Business logic should be written into entity objects, because they consistently enforce information for all viewing of any data, accessed via any type of client interface. Business logic can include the following items:
• Business Rules and Policy: When adding or modifying data, you should ensure that the data complies with your organizations’ procedures before adding it to the database. For example, you could increase the salary when an employee is promoted, give an employee 3 weeks of vacation after they have been at a company 3 years or change the status of an order to shipped after all items in an order have been mailed to a customer.
• Validation Logic: When adding new data, you should ensure that the data is valid before storing it in the database. For example, you could ensure that a job code is an existing valid job code.
• Deletion Logic: You should make sure that data is deleted only when appro-priate and that any dependencies are handled. For example, you could prevent an on-leave employee from being wrongly removed.

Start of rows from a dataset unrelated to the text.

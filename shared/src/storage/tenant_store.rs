//! Tenant repository trait and implementations.
//!
//! Provides the `TenantRepository` trait for tenant and tenant-user
//! persistence, and an `InMemoryTenantRepository` for development and testing.

use crate::models::{Tenant, TenantUser};
use std::collections::HashMap;
use std::sync::{Arc, RwLock};
use thiserror::Error;

/// Errors that can occur during repository operations.
#[derive(Debug, Error)]
pub enum RepositoryError {
    /// Failed to acquire lock on the repository.
    #[error("Failed to acquire lock on tenant repository")]
    LockError,

    /// A tenant with this name already exists.
    #[error("Tenant already exists: {0}")]
    Duplicate(String),

    /// Tenant not found.
    #[error("Tenant not found: {0}")]
    NotFound(String),

    /// A user with this email is already assigned to a tenant.
    #[error("User already exists: {0}")]
    DuplicateUser(String),

    /// User not found.
    #[error("User not found: {0}")]
    UserNotFound(String),
}

/// Trait for tenant storage implementations.
///
/// Implementations must be thread-safe (Send + Sync).
pub trait TenantRepository: Send + Sync {
    /// Inserts a new tenant.
    ///
    /// # Errors
    ///
    /// Returns an error if a tenant with the same name exists.
    fn insert(&self, tenant: Tenant) -> Result<(), RepositoryError>;

    /// Gets a tenant by name.
    ///
    /// # Errors
    ///
    /// Returns an error if the operation fails.
    fn get(&self, name: &str) -> Result<Option<Tenant>, RepositoryError>;

    /// Replaces a stored tenant.
    ///
    /// # Errors
    ///
    /// Returns an error if the tenant does not exist.
    fn update(&self, tenant: Tenant) -> Result<(), RepositoryError>;

    /// Returns true if a tenant with this name exists.
    ///
    /// # Errors
    ///
    /// Returns an error if the operation fails.
    fn exists(&self, name: &str) -> Result<bool, RepositoryError>;

    /// Lists all tenants ordered by name.
    ///
    /// # Errors
    ///
    /// Returns an error if the operation fails.
    fn list(&self) -> Result<Vec<Tenant>, RepositoryError>;

    /// Assigns a new user to a tenant.
    ///
    /// # Errors
    ///
    /// Returns an error if the tenant does not exist or a user with the same
    /// email is already assigned.
    fn add_user(&self, user: TenantUser) -> Result<(), RepositoryError>;

    /// Gets a user by email.
    ///
    /// # Errors
    ///
    /// Returns an error if the operation fails.
    fn user(&self, email: &str) -> Result<Option<TenantUser>, RepositoryError>;

    /// Adds `role` to an existing user, keeping their tenant. Returns the
    /// updated user.
    ///
    /// # Errors
    ///
    /// Returns an error if the user does not exist.
    fn grant_role(&self, email: &str, role: &str) -> Result<TenantUser, RepositoryError>;

    /// Lists the users of a tenant ordered by email.
    ///
    /// # Errors
    ///
    /// Returns an error if the operation fails.
    fn users(&self, tenant: &str) -> Result<Vec<TenantUser>, RepositoryError>;

    /// Returns the tenant of a user, or `None` for system users.
    ///
    /// # Errors
    ///
    /// Returns an error if the operation fails.
    fn tenant_of_user(&self, email: &str) -> Result<Option<String>, RepositoryError>;
}

/// In-memory tenant repository.
#[derive(Debug, Default)]
pub struct InMemoryTenantRepository {
    tenants: Arc<RwLock<HashMap<String, Tenant>>>,
    users: Arc<RwLock<HashMap<String, TenantUser>>>,
}

impl InMemoryTenantRepository {
    /// Creates a new empty repository.
    #[must_use]
    pub fn new() -> Self {
        Self::default()
    }

    /// Creates a new repository wrapped in an Arc.
    #[must_use]
    pub fn new_shared() -> Arc<Self> {
        Arc::new(Self::new())
    }
}

impl TenantRepository for InMemoryTenantRepository {
    fn insert(&self, tenant: Tenant) -> Result<(), RepositoryError> {
        let mut tenants = self.tenants.write().map_err(|_| RepositoryError::LockError)?;
        if tenants.contains_key(&tenant.name) {
            return Err(RepositoryError::Duplicate(tenant.name));
        }
        tenants.insert(tenant.name.clone(), tenant);
        Ok(())
    }

    fn get(&self, name: &str) -> Result<Option<Tenant>, RepositoryError> {
        let tenants = self.tenants.read().map_err(|_| RepositoryError::LockError)?;
        Ok(tenants.get(name).cloned())
    }

    fn update(&self, tenant: Tenant) -> Result<(), RepositoryError> {
        let mut tenants = self.tenants.write().map_err(|_| RepositoryError::LockError)?;
        match tenants.get_mut(&tenant.name) {
            Some(slot) => {
                *slot = tenant;
                Ok(())
            }
            None => Err(RepositoryError::NotFound(tenant.name)),
        }
    }

    fn exists(&self, name: &str) -> Result<bool, RepositoryError> {
        let tenants = self.tenants.read().map_err(|_| RepositoryError::LockError)?;
        Ok(tenants.contains_key(name))
    }

    fn list(&self) -> Result<Vec<Tenant>, RepositoryError> {
        let tenants = self.tenants.read().map_err(|_| RepositoryError::LockError)?;
        let mut all: Vec<Tenant> = tenants.values().cloned().collect();
        all.sort_by(|a, b| a.name.cmp(&b.name));
        Ok(all)
    }

    fn add_user(&self, user: TenantUser) -> Result<(), RepositoryError> {
        if !self.exists(&user.tenant)? {
            return Err(RepositoryError::NotFound(user.tenant));
        }
        let mut users = self.users.write().map_err(|_| RepositoryError::LockError)?;
        if users.contains_key(&user.email) {
            return Err(RepositoryError::DuplicateUser(user.email));
        }
        users.insert(user.email.clone(), user);
        Ok(())
    }

    fn user(&self, email: &str) -> Result<Option<TenantUser>, RepositoryError> {
        let users = self.users.read().map_err(|_| RepositoryError::LockError)?;
        Ok(users.get(email).cloned())
    }

    fn grant_role(&self, email: &str, role: &str) -> Result<TenantUser, RepositoryError> {
        let mut users = self.users.write().map_err(|_| RepositoryError::LockError)?;
        let user = users
            .get_mut(email)
            .ok_or_else(|| RepositoryError::UserNotFound(email.to_string()))?;
        if !user.has_role(role) {
            user.roles.push(role.to_string());
        }
        Ok(user.clone())
    }

    fn users(&self, tenant: &str) -> Result<Vec<TenantUser>, RepositoryError> {
        let users = self.users.read().map_err(|_| RepositoryError::LockError)?;
        let mut matching: Vec<TenantUser> = users
            .values()
            .filter(|u| u.tenant == tenant)
            .cloned()
            .collect();
        matching.sort_by(|a, b| a.email.cmp(&b.email));
        Ok(matching)
    }

    fn tenant_of_user(&self, email: &str) -> Result<Option<String>, RepositoryError> {
        let users = self.users.read().map_err(|_| RepositoryError::LockError)?;
        Ok(users.get(email).map(|u| u.tenant.clone()))
    }
}

#[cfg(test)]
mod tests {
    use super::*;
    use crate::models::{NewTenant, SubscriptionPlan};

    fn tenant(name: &str) -> Tenant {
        Tenant::from_new(NewTenant {
            name: name.to_string(),
            display_name: name.to_uppercase(),
            domain: None,
            admin_email: format!("admin@{name}.org"),
            plan: SubscriptionPlan::Basic,
        })
    }

    #[test]
    fn test_insert_and_get() {
        let repo = InMemoryTenantRepository::new();
        repo.insert(tenant("acme")).unwrap();

        let stored = repo.get("acme").unwrap().unwrap();
        assert_eq!(stored.display_name, "ACME");
        assert!(repo.get("globex").unwrap().is_none());
        assert!(repo.exists("acme").unwrap());
    }

    #[test]
    fn test_insert_duplicate() {
        let repo = InMemoryTenantRepository::new();
        repo.insert(tenant("acme")).unwrap();
        let result = repo.insert(tenant("acme"));
        assert!(matches!(result, Err(RepositoryError::Duplicate(name)) if name == "acme"));
    }

    #[test]
    fn test_update_missing_tenant() {
        let repo = InMemoryTenantRepository::new();
        let result = repo.update(tenant("ghost"));
        assert!(matches!(result, Err(RepositoryError::NotFound(_))));
    }

    #[test]
    fn test_list_is_sorted() {
        let repo = InMemoryTenantRepository::new();
        repo.insert(tenant("zeta")).unwrap();
        repo.insert(tenant("alpha")).unwrap();

        let names: Vec<String> = repo.list().unwrap().into_iter().map(|t| t.name).collect();
        assert_eq!(names, vec!["alpha", "zeta"]);
    }

    #[test]
    fn test_users_per_tenant() {
        let repo = InMemoryTenantRepository::new();
        repo.insert(tenant("acme")).unwrap();
        repo.insert(tenant("globex")).unwrap();

        repo.add_user(TenantUser::new("b@acme.org", "acme", &[])).unwrap();
        repo.add_user(TenantUser::new("a@acme.org", "acme", &[])).unwrap();
        repo.add_user(TenantUser::new("x@globex.org", "globex", &[])).unwrap();

        let emails: Vec<String> = repo.users("acme").unwrap().into_iter().map(|u| u.email).collect();
        assert_eq!(emails, vec!["a@acme.org", "b@acme.org"]);
        assert_eq!(repo.tenant_of_user("x@globex.org").unwrap().as_deref(), Some("globex"));
        assert!(repo.tenant_of_user("root@cap.local").unwrap().is_none());
    }

    #[test]
    fn test_add_user_rejects_existing_email() {
        let repo = InMemoryTenantRepository::new();
        repo.insert(tenant("acme")).unwrap();
        repo.insert(tenant("globex")).unwrap();
        repo.add_user(TenantUser::new("a@acme.org", "acme", &[])).unwrap();

        let result = repo.add_user(TenantUser::new("a@acme.org", "globex", &[]));
        assert!(matches!(result, Err(RepositoryError::DuplicateUser(email)) if email == "a@acme.org"));
        assert_eq!(repo.tenant_of_user("a@acme.org").unwrap().as_deref(), Some("acme"));
    }

    #[test]
    fn test_grant_role_keeps_tenant() {
        let repo = InMemoryTenantRepository::new();
        repo.insert(tenant("acme")).unwrap();
        repo.add_user(TenantUser::new("a@acme.org", "acme", &["Clerk"])).unwrap();

        let user = repo.grant_role("a@acme.org", "Tenant Admin").unwrap();
        assert_eq!(user.tenant, "acme");
        assert_eq!(user.roles, vec!["Clerk", "Tenant Admin"]);

        // Granting twice does not duplicate the role.
        let user = repo.grant_role("a@acme.org", "Tenant Admin").unwrap();
        assert_eq!(user.roles.len(), 2);
        assert_eq!(repo.user("a@acme.org").unwrap(), Some(user));
    }

    #[test]
    fn test_grant_role_unknown_user() {
        let repo = InMemoryTenantRepository::new();
        let result = repo.grant_role("ghost@acme.org", "Tenant Admin");
        assert!(matches!(result, Err(RepositoryError::UserNotFound(_))));
    }

    #[test]
    fn test_add_user_requires_tenant() {
        let repo = InMemoryTenantRepository::new();
        let result = repo.add_user(TenantUser::new("a@nowhere.org", "nowhere", &[]));
        assert!(matches!(result, Err(RepositoryError::NotFound(_))));
    }
}
//! Domain services.
//!
//! [`BaseService`] carries the logging, metrics and cache plumbing;
//! [`TenantService`] builds tenant management on top of it.

pub mod base;
pub mod tenant;

pub use base::BaseService;
pub use tenant::{
    TenantError, TenantService, TENANT_ADMIN_ROLE, TENANT_CACHE_TTL, TENANT_STATS_CACHE_TTL,
    TENANT_USERS_CACHE_TTL,
};
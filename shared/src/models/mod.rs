//! Data models for CAP.
//!
//! This module contains the metric sample, span and tenant data structures.

pub mod metric;
pub mod tenant;
pub mod trace;

pub use metric::{MetricKind, MetricSample, MetricValidationError};
pub use tenant::{
    NewTenant, SubscriptionPlan, Tenant, TenantStatistics, TenantStatus, TenantUpdate, TenantUser,
    TenantValidationError,
};
pub use trace::{
    SpanEvent, SpanRecord, SpanStatus, SpanValidationError, TraceContext, TraceExport,
};
#[cfg(test)]
mod tests {
    use super::*;
    use std::collections::HashMap;

    const NOW: u64 = 1_700_000_000;

    fn rule(name: &str) -> SamplingRuleConfig {
        SamplingRuleConfig {
            rule_name: name.to_string(),
            priority: 1,
            ..SamplingRuleConfig::default()
        }
    }

    fn no_attributes() -> HashMap<String, String> {
        HashMap::new()
    }

    #[test]
    fn test_default_rule_matches_everything() {
        let default = SamplingRule::new(SamplingRuleConfig {
            priority: 5,
            host: "nothing-matches-this".to_string(),
            ..SamplingRuleConfig::default()
        });
        assert!(default.is_default());
        assert_eq!(default.priority(), 10000);
        assert!(default.matches(&[("http.host", "example.com")], &SamplerResource::new()));
    }

    #[test]
    fn test_synthesized_default_rule() {
        let default = SamplingRule::default_rule();
        assert_eq!(default.name(), "Default");
        assert_eq!(default.priority(), 10000);
        assert_eq!(default.reservoir().reservoir_size(), 1);
        assert_eq!(default.fixed_rate(), 0.05);
    }

    #[test]
    fn test_matches_all_predicates() {
        let rule = SamplingRule::new(SamplingRuleConfig {
            service_name: "checkout-*".to_string(),
            service_type: "AWS::EC2::Instance".to_string(),
            host: "*.example.com".to_string(),
            http_method: "GET".to_string(),
            url_path: "/api/*".to_string(),
            resource_arn: "arn:aws:ecs:*".to_string(),
            ..rule("all")
        });
        let resource = SamplerResource::new()
            .with_service_name("checkout-service")
            .with_cloud_platform("aws_ec2")
            .with_ecs_container_arn("arn:aws:ecs:us-east-1:123:container/abc");
        let attributes = [
            ("http.host", "shop.example.com"),
            ("http.method", "get"),
            ("http.target", "/api/cart"),
        ];
        assert!(rule.matches(&attributes, &resource));

        let attributes = [
            ("http.host", "shop.example.com"),
            ("http.method", "POST"),
            ("http.target", "/api/cart"),
        ];
        assert!(!rule.matches(&attributes, &resource));

        let other_service = resource.clone().with_service_name("billing");
        assert!(!rule.matches(&[("http.method", "GET")], &other_service));
    }

    #[test]
    fn test_missing_observed_value_is_not_compared() {
        let rule = SamplingRule::new(SamplingRuleConfig {
            host: "api.example.com".to_string(),
            http_method: "GET".to_string(),
            service_name: "checkout".to_string(),
            ..rule("partial")
        });
        assert!(rule.matches(&no_attributes(), &SamplerResource::new()));
        let resource = SamplerResource::new();
        assert!(!rule.matches(&[("server.address", "other.example.com")], &resource));
        assert!(rule.matches(&[("server.address", "api.example.com")], &resource));
    }

    #[test]
    fn test_current_semantic_conventions() {
        let rule = SamplingRule::new(SamplingRuleConfig {
            http_method: "POST".to_string(),
            url_path: "/orders/*".to_string(),
            ..rule("semconv")
        });
        let resource = SamplerResource::new();
        assert!(rule.matches(
            &[("http.request.method", "POST"), ("url.path", "/orders/42")],
            &resource
        ));
        assert!(rule.matches(
            &[
                ("http.request.method", "POST"),
                ("url.full", "https://shop.example.com/orders/42?expand=true")
            ],
            &resource
        ));
        assert!(!rule.matches(
            &[("http.url", "https://shop.example.com/carts/42")],
            &resource
        ));
        // no path at all in the URL
        assert!(!rule.matches(&[("http.url", "https://shop.example.com")], &resource));
    }

    #[test]
    fn test_custom_attributes_are_required() {
        let rule = SamplingRule::new(SamplingRuleConfig {
            attributes: HashMap::from([("tenant".to_string(), "gold-*".to_string())]),
            ..rule("attrs")
        });
        let resource = SamplerResource::new();
        assert!(rule.matches(&[("tenant", "gold-eu")], &resource));
        assert!(!rule.matches(&[("tenant", "silver")], &resource));
        assert!(!rule.matches(&no_attributes(), &resource));
    }

    #[test]
    fn test_lambda_resource_arn() {
        let rule = SamplingRule::new(SamplingRuleConfig {
            resource_arn: "arn:aws:lambda:*:function:checkout".to_string(),
            ..rule("lambda")
        });
        let resource = SamplerResource::new().with_cloud_platform("aws_lambda");
        assert!(rule.matches(
            &[(
                "aws.lambda.invoked_arn",
                "arn:aws:lambda:us-east-1:123:function:checkout"
            )],
            &resource
        ));
        assert!(!rule.matches(
            &[(
                "aws.lambda.invoked_arn",
                "arn:aws:lambda:us-east-1:123:function:billing"
            )],
            &resource
        ));
        let resource =
            resource.with_cloud_resource_id("arn:aws:lambda:eu-west-1:1:function:checkout");
        assert!(rule.matches(&no_attributes(), &resource));
    }

    #[test]
    fn test_sample_statistics() {
        let rule = SamplingRule::new(SamplingRuleConfig {
            reservoir_size: 1,
            fixed_rate: 0.0,
            ..rule("stats")
        });
        assert_eq!(rule.sample_at(&1u128, NOW), SamplingDecision::Borrowed);
        assert_eq!(rule.sample_at(&2u128, NOW), SamplingDecision::NotSampled);
        assert_eq!(rule.sample_at(&3u128, NOW), SamplingDecision::NotSampled);

        let stats = rule.statistics().take();
        assert_eq!(stats.matched, 3);
        assert_eq!(stats.sampled, 1);
        assert_eq!(stats.borrowed, 1);
    }

    #[test]
    fn test_fixed_rate_after_reservoir() {
        let rule = SamplingRule::new(SamplingRuleConfig {
            reservoir_size: 0,
            fixed_rate: 1.0,
            ..rule("always")
        });
        for id in 0..10u128 {
            assert_eq!(rule.sample_at(&id, NOW), SamplingDecision::FixedRate);
        }
        let stats = rule.statistics().snapshot();
        assert_eq!((stats.matched, stats.sampled, stats.borrowed), (10, 10, 0));
    }

    #[test]
    fn test_apply_target() {
        let rule = SamplingRule::new(SamplingRuleConfig {
            reservoir_size: 1,
            fixed_rate: 0.0,
            ..rule("target")
        });
        rule.apply_target(&SamplingTargetDocument {
            rule_name: "target".to_string(),
            fixed_rate: Some(1.0),
            interval: None,
            reservoir_quota: Some(2),
            reservoir_quota_ttl: Some((NOW + 10) as f64),
        });
        assert_eq!(rule.fixed_rate(), 1.0);
        assert_eq!(rule.sample_at(&1u128, NOW), SamplingDecision::Reserved);
        assert_eq!(rule.sample_at(&2u128, NOW), SamplingDecision::Reserved);
        assert_eq!(rule.sample_at(&3u128, NOW), SamplingDecision::Borrowed);
        assert_eq!(rule.sample_at(&4u128, NOW), SamplingDecision::FixedRate);

        // quota expired, back to borrowing
        assert_eq!(rule.sample_at(&5u128, NOW + 10), SamplingDecision::Borrowed);

        // definition is unchanged by targets
        assert!(rule.is_definition_equal(&SamplingRule::new(SamplingRuleConfig {
            reservoir_size: 1,
            fixed_rate: 0.0,
            ..self::rule("target")
        })));
    }

    #[test]
    fn test_quota_without_ttl_is_not_applied() {
        let rule = SamplingRule::new(SamplingRuleConfig {
            reservoir_size: 1,
            ..rule("no-ttl")
        });
        rule.apply_target_at(
            &SamplingTargetDocument {
                rule_name: "no-ttl".to_string(),
                reservoir_quota: Some(5),
                ..Default::default()
            },
            NOW,
        );
        assert_eq!(rule.reservoir().quota_expires_at(), Some(NOW));
        assert_eq!(rule.reservoir().capacity_at(NOW), 0);
        assert_eq!(rule.sample_at(&1u128, NOW), SamplingDecision::Borrowed);
        assert_eq!(rule.sample_at(&2u128, NOW), SamplingDecision::NotSampled);
    }

    #[test]
    fn test_path_from_url() {
        assert_eq!(path_from_url("http://host/a/b?c=d"), Some("/a/b"));
        assert_eq!(path_from_url("https://host"), Some("/"));
        assert_eq!(path_from_url("https://host/#frag"), Some("/"));
        assert_eq!(path_from_url("/relative/path"), None);
        assert_eq!(
            path_from_url("https://shop.example.com?redirect=/admin/delete"),
            Some("/")
        );
        assert_eq!(path_from_url("https://shop.example.com#/admin"), Some("/"));
        assert_eq!(path_from_url("http://host:8080/x?next=/y"), Some("/x"));
    }

    #[test]
    fn test_query_string_is_not_a_path() {
        let admin = SamplingRule::new(SamplingRuleConfig {
            url_path: "/admin/*".to_string(),
            ..rule("admin")
        });
        let resource = SamplerResource::new();

        let redirect = [(
            "url.full",
            "https://shop.example.com?redirect=/admin/delete",
        )];
        assert!(!admin.matches(&redirect, &resource));
        let fragment = [("http.url", "https://shop.example.com#/admin/users")];
        assert!(!admin.matches(&fragment, &resource));
        let direct = [("url.full", "https://shop.example.com/admin/users?page=2")];
        assert!(admin.matches(&direct, &resource));
    }
}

• Calculations: You should efficiently perform data calculations in the business logic tier. For example, you could calculate an employee’s monthly pay based on a given hourly rate.
• Default Value Logic: When creating new data, you should add appropriate default values. For example, you could provide a default benefit plan based on an employee’s job code.
• Security: You should make sure that data is read and modified only by users with the appropriate authority. For example, you could ensure that only the direct manager of a given employee can change said employee’s salary.
Boundary Objectsrepresent the interactions between the user and the system.
These often represent input/output systems which the user utilizes (Schach2008).
For example, if a user needs to extract information from the system, boundary
objects will be used to define the ways in which the user communicates with the system in order to make his or her request, and the ways in which the system responds directly back to the user.
Control Objects are used to model the internal workings of the software system itself. That is, they represent the complex algorithms and computations used to process information and perform actions (Schach2008). Control objects are the means by which use cases are fully realized from start to finish. They handle all of the activity that the system is responsible for carrying out.